Rigging Your 3D Models In The Real-World

Computer animation is a task both delicate and tedious, requiring the manipulation of a computer model into a series of poses over time saved as keyframes, further refined by adjusting how the computer interpolates between each frame. You need a rig (a kind of digital skeleton) to accurately control that model, and researcher [Alec Jacobson] and his team have developed a hands-on alternative to pushing pixels around.

3D Rig with Control Curves
Control curves (the blue circles) allow for easier character manipulation.

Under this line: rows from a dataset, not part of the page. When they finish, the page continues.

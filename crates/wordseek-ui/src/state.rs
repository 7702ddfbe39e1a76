//! View-model types and pure state transformations for the list pages.
//!
//! # Design
//! - The rendered list is always a projection of the last fetched snapshot;
//!   DOM nodes are derived from these rows, never read back as state.
//! - Mutation callbacks key on row identifiers, not captured elements.
//! - Request sequencing lives here so stale responses can be discarded
//!   deterministically and under test.

use wordseek_api_models::{HistoryEntry, SavedSearch, UploadEntry};

/// Render phase of a list page. Exactly one phase is shown at a time.
#[derive(Clone, Debug, PartialEq, Eq)]
pub enum ListPhase<T> {
    /// Shown immediately on (re)load until the fetch settles.
    Loading,
    /// Transport failure, non-success status, or server `{error}` payload.
    Error(String),
    /// The fetch settled with a zero-length collection.
    Empty,
    /// One row per fetched item, in server order.
    Populated(Vec<T>),
}

impl<T> ListPhase<T> {
    /// Terminal phase for a fetched collection: empty or populated.
    #[must_use]
    pub fn from_items(items: Vec<T>) -> Self {
        if items.is_empty() {
            Self::Empty
        } else {
            Self::Populated(items)
        }
    }

    /// Terminal phase for a settled fetch.
    #[must_use]
    pub fn from_result(result: Result<Vec<T>, String>) -> Self {
        match result {
            Ok(items) => Self::from_items(items),
            Err(message) => Self::Error(message),
        }
    }

    /// Rows currently shown, if the phase is populated.
    #[must_use]
    pub fn rows(&self) -> Option<&[T]> {
        match self {
            Self::Populated(rows) => Some(rows),
            _ => None,
        }
    }
}

/// Row types that carry a server-assigned identifier.
pub trait Keyed {
    /// The identifier deletes and in-place updates key on.
    fn key(&self) -> u64;
}

/// One search-history row.
#[derive(Clone, Debug, PartialEq, Eq)]
pub struct HistoryRow {
    /// Server-assigned identifier.
    pub id: u64,
    /// The searched term, also the click-to-search label.
    pub term: String,
    /// Server-formatted timestamp.
    pub timestamp: String,
}

impl Keyed for HistoryRow {
    fn key(&self) -> u64 {
        self.id
    }
}

impl From<HistoryEntry> for HistoryRow {
    fn from(value: HistoryEntry) -> Self {
        Self {
            id: value.id,
            term: value.search_term,
            timestamp: value.timestamp,
        }
    }
}

/// One saved-search row.
#[derive(Clone, Debug, PartialEq, Eq)]
pub struct SavedRow {
    /// Server-assigned identifier.
    pub id: u64,
    /// The saved term.
    pub term: String,
    /// Server-formatted timestamp of the save.
    pub timestamp: String,
}

impl Keyed for SavedRow {
    fn key(&self) -> u64 {
        self.id
    }
}

impl From<SavedSearch> for SavedRow {
    fn from(value: SavedSearch) -> Self {
        Self {
            id: value.id,
            term: value.search_term,
            timestamp: value.timestamp,
        }
    }
}

/// One uploaded-file row.
#[derive(Clone, Debug, PartialEq, Eq)]
pub struct UploadRow {
    /// Original filename.
    pub filename: String,
    /// Server-formatted upload timestamp.
    pub uploaded_at: String,
}

impl From<UploadEntry> for UploadRow {
    fn from(value: UploadEntry) -> Self {
        Self {
            filename: value.filename,
            uploaded_at: value.upload_time,
        }
    }
}

/// Remove exactly the row with the given identifier, leaving order intact.
#[must_use]
pub fn remove_row<T: Keyed + Clone>(rows: &[T], id: u64) -> Vec<T> {
    rows.iter().filter(|row| row.key() != id).cloned().collect()
}

/// Whether a silently re-fetched history collection should replace the
/// rendered rows. Differ by length, or by any (term, timestamp) pair;
/// identifiers alone changing does not disturb the view.
#[must_use]
pub fn rows_differ(current: &[HistoryRow], fetched: &[HistoryRow]) -> bool {
    if current.len() != fetched.len() {
        return true;
    }
    current
        .iter()
        .zip(fetched)
        .any(|(left, right)| left.term != right.term || left.timestamp != right.timestamp)
}

/// Monotonic token issuer for in-flight request bookkeeping.
///
/// Each fetch takes a fresh token; a response is applied only while its
/// token is still the latest issued, so an out-of-order response can never
/// overwrite a newer one.
#[derive(Clone, Debug, Default, PartialEq, Eq)]
pub struct RequestSequence {
    latest: u64,
}

impl RequestSequence {
    /// Fresh sequence with no tokens issued.
    #[must_use]
    pub const fn new() -> Self {
        Self { latest: 0 }
    }

    /// Issue the next token, invalidating all earlier ones.
    pub const fn issue(&mut self) -> u64 {
        self.latest += 1;
        self.latest
    }

    /// Whether the token belongs to the most recent request.
    #[must_use]
    pub const fn is_current(&self, token: u64) -> bool {
        token == self.latest
    }
}

#[cfg(test)]
mod tests {
    use super::*;

    fn row(id: u64, term: &str, stamp: &str) -> HistoryRow {
        HistoryRow {
            id,
            term: term.to_string(),
            timestamp: stamp.to_string(),
        }
    }

    #[test]
    fn phases_are_mutually_exclusive() {
        assert_eq!(ListPhase::<HistoryRow>::from_items(vec![]), ListPhase::Empty);
        let populated = ListPhase::from_items(vec![row(1, "cat", "t")]);
        assert!(matches!(populated, ListPhase::Populated(ref rows) if rows.len() == 1));
        let errored = ListPhase::<HistoryRow>::from_result(Err("db unavailable".to_string()));
        assert_eq!(errored, ListPhase::Error("db unavailable".to_string()));
        assert!(errored.rows().is_none());
    }

    #[test]
    fn remove_row_removes_exactly_one() {
        let rows = vec![row(1, "cat", "t1"), row(2, "dog", "t2")];
        let remaining = remove_row(&rows, 1);
        assert_eq!(remaining.len(), 1);
        assert_eq!(remaining[0].id, 2);
    }

    #[test]
    fn remove_row_with_unknown_id_is_a_noop() {
        let rows = vec![row(1, "cat", "t1")];
        assert_eq!(remove_row(&rows, 99), rows);
    }

    #[test]
    fn rows_differ_on_length() {
        let current = vec![row(1, "cat", "t1")];
        let fetched = vec![row(1, "cat", "t1"), row(2, "dog", "t2")];
        assert!(rows_differ(&current, &fetched));
    }

    #[test]
    fn rows_differ_on_term_or_timestamp_only() {
        let current = vec![row(1, "cat", "t1")];
        assert!(rows_differ(&current, &[row(1, "cats", "t1")]));
        assert!(rows_differ(&current, &[row(1, "cat", "t2")]));
        // A changed id with the same (term, timestamp) does not force a redraw.
        assert!(!rows_differ(&current, &[row(9, "cat", "t1")]));
    }

    #[test]
    fn stale_tokens_are_rejected() {
        let mut seq = RequestSequence::new();
        let first = seq.issue();
        let second = seq.issue();
        assert!(!seq.is_current(first));
        assert!(seq.is_current(second));
    }
}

The skeletal systems of computer animated characters consists of kinematic chains—joints that sprout from a root node out to the smallest extremity. Manipulating those joints usually requires the addition of easy-to-select control curves, which simplify the way joints rotate down the chain. Control curves do some behind-the-curtain math that allows the animator to move a character by grabbing a natural end-node, such as a hand or a foot. Lifting a character’s foot to place it on chair requires manipulating one control curve: grab foot control, move foot. Without these curves, an animator’s work is usually tripled: she has to first rotate the joint where the leg meets the hip, sticking the leg straight out, then rotate the knee back down, then rotate the ankle. A nightmare.

[Alec] and his team’s unique alternative is a system of interchangeable, 3D-printed mechanical pieces used to drive an on-screen character. The effect is that of digital puppetry, but with an eye toward precision. Their device consists of a central controller, joints, splitters, extensions, and endcaps. Joints connected to the controller appear in the 3D environment in real-time as they are assembled, and differences between the real-world rig and the model’s proportions can be adjusted in the software or through plastic extension pieces.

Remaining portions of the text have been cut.